Sunday Labs

Deep Tech or Deep Trick? A Satirical Dive into “Innovative” Startups

Deep tech startups

Tech conferences today feel like Groundhog Day. Every keynote starts with dramatic music, a slide deck with a buzzword explosion (“AI-powered deep tech innovation”), and a founder claiming their Deep tech startups will ‘revolutionize the world.’ But scratch beneath the surface, and you’ll find the revolution is, more often than not, a fancy wrapper around someone else’s hard work—specifically, generative AI frameworks like ChatGPT, Claude, or Gemini.

What Exactly Is “Deep Tech”?

Once upon a time, deep tech meant breakthroughs in quantum computing, nanotechnology, or biotech. It was a realm for visionaries who spent years tinkering in labs, pursuing bleeding-edge science. Now? Deep tech has apparently been redefined to mean “customizing OpenAI’s API and slapping a shiny new interface on it.”

Here’s the drill:

  • Pick a Framework: ChatGPT, Claude, Gemini, or one of the open-source models.
  • Rebrand It: Call it a “personalized conversational agent for X industry.” Bonus points if you describe it as “disruptive.”
  • Profit: Or at least try to, while burning VC funds faster than a server running an unoptimized neural net.

Generative AI: The Not-So-Secret Sauce.

To be fair, frameworks like ChatGPT and Gemini are marvels of engineering, representing years of research and billions of dollars in investment. But the irony is that while these tools embody deep tech, many startups using them… don’t.

Copy-Paste Innovation: The tech stack of many “deep tech” startups begins and ends with integrating a pre-trained AI model into a user-facing app.

Applications Masquerading as Inventions: Whether it’s a “healthcare AI assistant” or a “writing enhancement tool,” most are just thinly veiled applications of generative AI. Calling it deep tech is like calling a WordPress blog a “bespoke publishing platform.”

But Wait, There’s More… Sort Of.

The problem isn’t the use of generative AI frameworks—it’s the pretence. Startups could simply say, “We’re leveraging the power of generative AI to create value in X.” Instead, they claim to have cracked the AI code themselves, implying they’ve built something revolutionary from scratch.

Take a closer look, and you might find:

No Proprietary Models: Few startups are developing their own large language models (LLMs). Training these models requires massive datasets, computational power, and research teams—resources that are beyond most startups.

Minimal Differentiation: The product offerings often overlap to the point where you can swap one for another without noticing.
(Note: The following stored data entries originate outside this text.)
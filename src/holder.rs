//! Holder Pool (component A) and Holder Table (component B).
//!
//! Two storage strategies, selected by which `Storage` type a [`PiSemaphore`]
//! is instantiated with — a compile-time, type-level choice, never a runtime
//! branch:
//!
//!  - [`FreelistHead`]: the semaphore stores only the head of its own
//!    holder list; the records themselves live in a process-wide
//!    [`HolderPool`] threaded in by `&mut` reference to every call that
//!    needs one.
//!  - [`EmbeddedHolders`]: the semaphore owns exactly two holder slots
//!    inline, no pool parameter needed anywhere.
//!
//! [`PiSemaphore`]: crate::semaphore::PiSemaphore

use arrayvec::ArrayVec;

use crate::sched::SchedulerCore;

/// The maximum number of distinct tasks that may simultaneously hold counts
/// on a single semaphore.
///
/// Embedded-mode storage enforces this structurally (exactly two slots).
/// Freelist-mode storage is otherwise unbounded per semaphore (bounded only
/// by the process-wide pool), so [`HolderPool`] logs and truncates a
/// semaphore's holder-list snapshot beyond this — a bounded, best-effort
/// degradation in the same spirit as ledger overflow (`DESIGN.md`).
pub const MAX_HOLDERS_PER_SEM: usize = 8;

/// An opaque handle identifying one holder record for the duration of a
/// single entry-point call. In embedded mode it's a slot position (0 or 1);
/// in freelist mode it's a pool index. Never stored beyond one call.
#[derive(Debug, Clone, Copy, PartialEq, Eq)]
pub struct HolderHandle(u32);

impl HolderHandle {
    /// The raw index this handle refers to (a pool index in freelist mode, a
    /// slot position in embedded mode). Exposed only for the `dump` feature's
    /// diagnostic formatter.
    #[cfg(feature = "dump")]
    pub(crate) fn index(&self) -> u32 {
        self.0
    }
}

/// One holder record: a task and the number of unmatched acquires it has
/// made on the semaphore this record belongs to.
///
/// `next` threads two unrelated lists depending on the record's current
/// state (never both): while the record sits on the global freelist
/// (`holder == None`), it links the next free record; once allocated and
/// attached to a semaphore (`holder == Some(_)`), it links the next holder
/// record *of that semaphore*. Embedded-mode storage never uses `next` (each
/// semaphore owns its two slots directly, no list threading needed).
pub struct HolderSlot<S: SchedulerCore> {
    pub holder: Option<S::TaskRef>,
    pub counts: u32,
    next: Option<u32>,
}

impl<S: SchedulerCore> HolderSlot<S> {
    const fn empty() -> Self {
        Self {
            holder: None,
            counts: 0,
            next: None,
        }
    }
}

impl<S: SchedulerCore> Clone for HolderSlot<S> {
    fn clone(&self) -> Self {
        Self {
            holder: self.holder,
            counts: self.counts,
            next: self.next,
        }
    }
}

#[cfg(feature = "dump")]
impl<S: SchedulerCore> core::fmt::Debug for HolderSlot<S>
where
    S::TaskRef: core::fmt::Debug,
{
    fn fmt(&self, f: &mut core::fmt::Formatter<'_>) -> core::fmt::Result {
        f.debug_struct("HolderSlot")
            .field("holder", &self.holder)
            .field("counts", &self.counts)
            .field("next", &self.next)
            .finish()
    }
}

/// A process-wide freelist of `CAP` statically allocated [`HolderSlot`]
/// records, threaded via in-array index chaining (never raw pointers).
///
/// `alloc`/`free` are both O(1). No dynamic allocation: the backing array is
/// a plain `[HolderSlot<S>; CAP]`. Owned by the embedding kernel (e.g. behind
/// whatever cell type it already uses for its own globals) and threaded by
/// `&mut` reference into every freelist-mode entry point; this crate never
/// declares a `static` of its own.
pub struct HolderPool<S: SchedulerCore, const CAP: usize> {
    slots: [HolderSlot<S>; CAP],
    free_head: Option<u32>,
}

impl<S: SchedulerCore, const CAP: usize> HolderPool<S, CAP> {
    /// Populate the freelist: every slot starts free, chained `0 -> 1 -> ...
    /// -> CAP-1 -> None`. Call once at boot; there is no teardown API (the
    /// spec defines none — a global, init-only lifecycle).
    pub fn new() -> Self {
        let mut slots: [HolderSlot<S>; CAP] = core::array::from_fn(|_| HolderSlot::empty());
        for i in 0..CAP {
            slots[i].next = if i + 1 < CAP { Some((i + 1) as u32) } else { None };
        }
        Self {
            slots,
            free_head: if CAP > 0 { Some(0) } else { None },
        }
    }

    /// Pop a slot from the freelist. Logs an error and returns `None` if
    /// exhausted (§7 "Pool exhausted").
    pub fn alloc(&mut self) -> Option<u32> {
        match self.free_head {
            Some(idx) => {
                self.free_head = self.slots[idx as usize].next.take();
                self.slots[idx as usize].holder = None;
                self.slots[idx as usize].counts = 0;
                Some(idx)
            }
            None => {
                log::error!("r3_pi_sem: holder pool exhausted (capacity {CAP})");
                None
            }
        }
    }

    /// Push a slot back onto the freelist.
    pub fn free(&mut self, idx: u32) {
        let slot = &mut self.slots[idx as usize];
        slot.holder = None;
        slot.counts = 0;
        slot.next = self.free_head;
        self.free_head = Some(idx);
    }

    fn slot(&self, idx: u32) -> &HolderSlot<S> {
        &self.slots[idx as usize]
    }

    fn slot_mut(&mut self, idx: u32) -> &mut HolderSlot<S> {
        &mut self.slots[idx as usize]
    }
}

impl<S: SchedulerCore, const CAP: usize> Default for HolderPool<S, CAP> {
    fn default() -> Self {
        Self::new()
    }
}

/// Per-semaphore storage for freelist mode: just the head of this
/// semaphore's own holder list. The records themselves live in the
/// process-wide [`HolderPool`] threaded in alongside this at every call.
#[derive(Default)]
pub struct FreelistHead {
    head: Option<u32>,
}

/// Per-semaphore storage for embedded mode: exactly two holder slots inline,
/// no pool parameter needed by any entry point.
pub struct EmbeddedHolders<S: SchedulerCore> {
    slots: [HolderSlot<S>; 2],
}

impl<S: SchedulerCore> Default for EmbeddedHolders<S> {
    fn default() -> Self {
        Self {
            slots: [HolderSlot::empty(), HolderSlot::empty()],
        }
    }
}

impl<S: SchedulerCore> EmbeddedHolders<S> {
    /// Exposed for the `destroy` debug assertion (§7: "Destroy with live
    /// holders") and the `dump`-feature `Debug` impl on `PiSemaphore`.
    pub(crate) fn slots_for_debug(&self) -> &[HolderSlot<S>; 2] {
        &self.slots
    }
}

/// Abstracts over both storage strategies for the duration of one
/// entry-point call. Never stored: a fresh, borrow-scoped view is
/// constructed at the top of each `PiSemaphore` method and dropped before
/// the method returns (see the cyclic-reference design note in
/// `DESIGN.md`).
pub trait HolderView<S: SchedulerCore> {
    /// True for embedded-mode storage. `restore_baseprio`'s two-pass restore
    /// reclaims the poster's own zero-count slot between passes only when
    /// this is true — freelist-mode storage isn't slot-starved the way a
    /// fixed two-slot semaphore can be, so it waits until both passes are
    /// done (see `engine::restore_baseprio`).
    const EARLY_RECLAIM: bool = false;

    fn find(&self, task: S::TaskRef) -> Option<HolderHandle>;
    fn find_or_alloc(&mut self, task: S::TaskRef) -> Option<HolderHandle>;
    fn free(&mut self, h: HolderHandle);
    fn slot(&self, h: HolderHandle) -> &HolderSlot<S>;
    fn slot_mut(&mut self, h: HolderHandle) -> &mut HolderSlot<S>;

    /// Snapshot every currently-occupied handle up front, so callers
    /// (`engine::boost_priority`, `engine::restore_baseprio`) can freely
    /// `free` the handle they're currently visiting without invalidating
    /// the rest of the traversal. This is the Rust rendition of "the
    /// iterator captures the next link before invoking the handler."
    fn handles(&self) -> ArrayVec<HolderHandle, MAX_HOLDERS_PER_SEM>;

    /// `find` then, if `counts == 0`, `free`. Has no storage-specific
    /// behavior worth a dedicated trait method.
    fn find_and_free_if_zero(&mut self, task: S::TaskRef) {
        if let Some(h) = self.find(task) {
            if self.slot(h).counts == 0 {
                self.free(h);
            }
        }
    }
}

/// Borrow-scoped [`HolderView`] over freelist-mode storage: this
/// semaphore's own list head plus the shared pool.
pub struct FreelistView<'a, S: SchedulerCore, const CAP: usize> {
    head: &'a mut FreelistHead,
    pool: &'a mut HolderPool<S, CAP>,
}

impl<'a, S: SchedulerCore, const CAP: usize> FreelistView<'a, S, CAP> {
    pub fn new(head: &'a mut FreelistHead, pool: &'a mut HolderPool<S, CAP>) -> Self {
        Self { head, pool }
    }
}

impl<'a, S: SchedulerCore, const CAP: usize> HolderView<S> for FreelistView<'a, S, CAP> {
    fn find(&self, task: S::TaskRef) -> Option<HolderHandle> {
        let mut cur = self.head.head;
        while let Some(idx) = cur {
            let slot = self.pool.slot(idx);
            if slot.holder == Some(task) {
                return Some(HolderHandle(idx));
            }
            cur = slot.next;
        }
        None
    }

    fn find_or_alloc(&mut self, task: S::TaskRef) -> Option<HolderHandle> {
        if let Some(h) = self.find(task) {
            return Some(h);
        }
        let idx = self.pool.alloc()?;
        {
            let slot = self.pool.slot_mut(idx);
            slot.holder = Some(task);
            slot.counts = 0;
            slot.next = self.head.head;
        }
        self.head.head = Some(idx);
        Some(HolderHandle(idx))
    }

    fn free(&mut self, h: HolderHandle) {
        let idx = h.0;
        // Unlink from this semaphore's own list, walking by index (never a
        // stored reference) so the pool can be freely re-borrowed.
        if self.head.head == Some(idx) {
            self.head.head = self.pool.slot(idx).next;
        } else {
            let mut prev = self.head.head;
            while let Some(p) = prev {
                let next = self.pool.slot(p).next;
                if next == Some(idx) {
                    self.pool.slot_mut(p).next = self.pool.slot(idx).next;
                    break;
                }
                prev = next;
            }
        }
        self.pool.free(idx);
    }

    fn slot(&self, h: HolderHandle) -> &HolderSlot<S> {
        self.pool.slot(h.0)
    }

    fn slot_mut(&mut self, h: HolderHandle) -> &mut HolderSlot<S> {
        self.pool.slot_mut(h.0)
    }

    fn handles(&self) -> ArrayVec<HolderHandle, MAX_HOLDERS_PER_SEM> {
        let mut out = ArrayVec::new();
        let mut cur = self.head.head;
        while let Some(idx) = cur {
            if out.try_push(HolderHandle(idx)).is_err() {
                log::error!(
                    "r3_pi_sem: semaphore holder list exceeds snapshot capacity {MAX_HOLDERS_PER_SEM}, truncating"
                );
                break;
            }
            cur = self.pool.slot(idx).next;
        }
        out
    }
}

/// Borrow-scoped [`HolderView`] over embedded-mode storage.
pub struct EmbeddedView<'a, S: SchedulerCore> {
    storage: &'a mut EmbeddedHolders<S>,
}

impl<'a, S: SchedulerCore> EmbeddedView<'a, S> {
    pub fn new(storage: &'a mut EmbeddedHolders<S>) -> Self {
        Self { storage }
    }
}

impl<'a, S: SchedulerCore> HolderView<S> for EmbeddedView<'a, S> {
    const EARLY_RECLAIM: bool = true;

    fn find(&self, task: S::TaskRef) -> Option<HolderHandle> {
        self.storage
            .slots
            .iter()
            .position(|s| s.holder == Some(task))
            .map(|i| HolderHandle(i as u32))
    }

    fn find_or_alloc(&mut self, task: S::TaskRef) -> Option<HolderHandle> {
        if let Some(h) = self.find(task) {
            return Some(h);
        }
        self.storage
            .slots
            .iter()
            .position(|s| s.holder.is_none())
            .map(|i| {
                self.storage.slots[i].holder = Some(task);
                self.storage.slots[i].counts = 0;
                HolderHandle(i as u32)
            })
    }

    fn free(&mut self, h: HolderHandle) {
        let slot = &mut self.storage.slots[h.0 as usize];
        slot.holder = None;
        slot.counts = 0;
    }

    fn slot(&self, h: HolderHandle) -> &HolderSlot<S> {
        &self.storage.slots[h.0 as usize]
    }

    fn slot_mut(&mut self, h: HolderHandle) -> &mut HolderSlot<S> {
        &mut self.storage.slots[h.0 as usize]
    }

    fn handles(&self) -> ArrayVec<HolderHandle, MAX_HOLDERS_PER_SEM> {
        let mut out = ArrayVec::new();
        for (i, s) in self.storage.slots.iter().enumerate() {
            if s.holder.is_some() {
                // Can't overflow: exactly two embedded slots, well under
                // MAX_HOLDERS_PER_SEM.
                let _ = out.try_push(HolderHandle(i as u32));
            }
        }
        out
    }
}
VCs, Are You Paying Attention?

Investors are complicit in this ecosystem of “deep tricks.” Many are dazzled by AI pitches without digging deeper. As long as the deck mentions GPT-4 and throws in a chart showing exponential growth (with no context), it’s money time. This creates a cycle where startups focus more on marketing buzzwords than building genuinely innovative technology. “AI-powered” is the new “cloud-enabled” of the 2010s—a term that’s broad enough to mean everything and nothing.

A (Gentle) Wake-Up Call for Startups.

If you’re going to call yourself a deep tech startup, here are some suggestions: Do Something Core: Develop a unique algorithm, improve model efficiency, or create your own training dataset. Drop the Facade: If you’re using OpenAI’s API, own it. Innovation can still happen in the application layer, but pretending you’ve reinvented AI is just embarrassing. Focus on Real Problems: AI doesn’t need another app to write emails for people. Solve challenges in healthcare, energy, or education.

Conclusion.

Generative AI has democratized access to powerful technology, and that’s a good thing. But deep tech startups need to embrace a little humility. Building a user-friendly wrapper around ChatGPT isn’t revolutionary; it’s product development. As for the term “deep tech,” perhaps it’s time to reclaim its meaning. Until then, let’s call today’s “deep tech” startups what they really are: applications of deep tech, not the creators of it. And that’s fine—but let’s not confuse the two.

Deep trick or deep tech? You decide.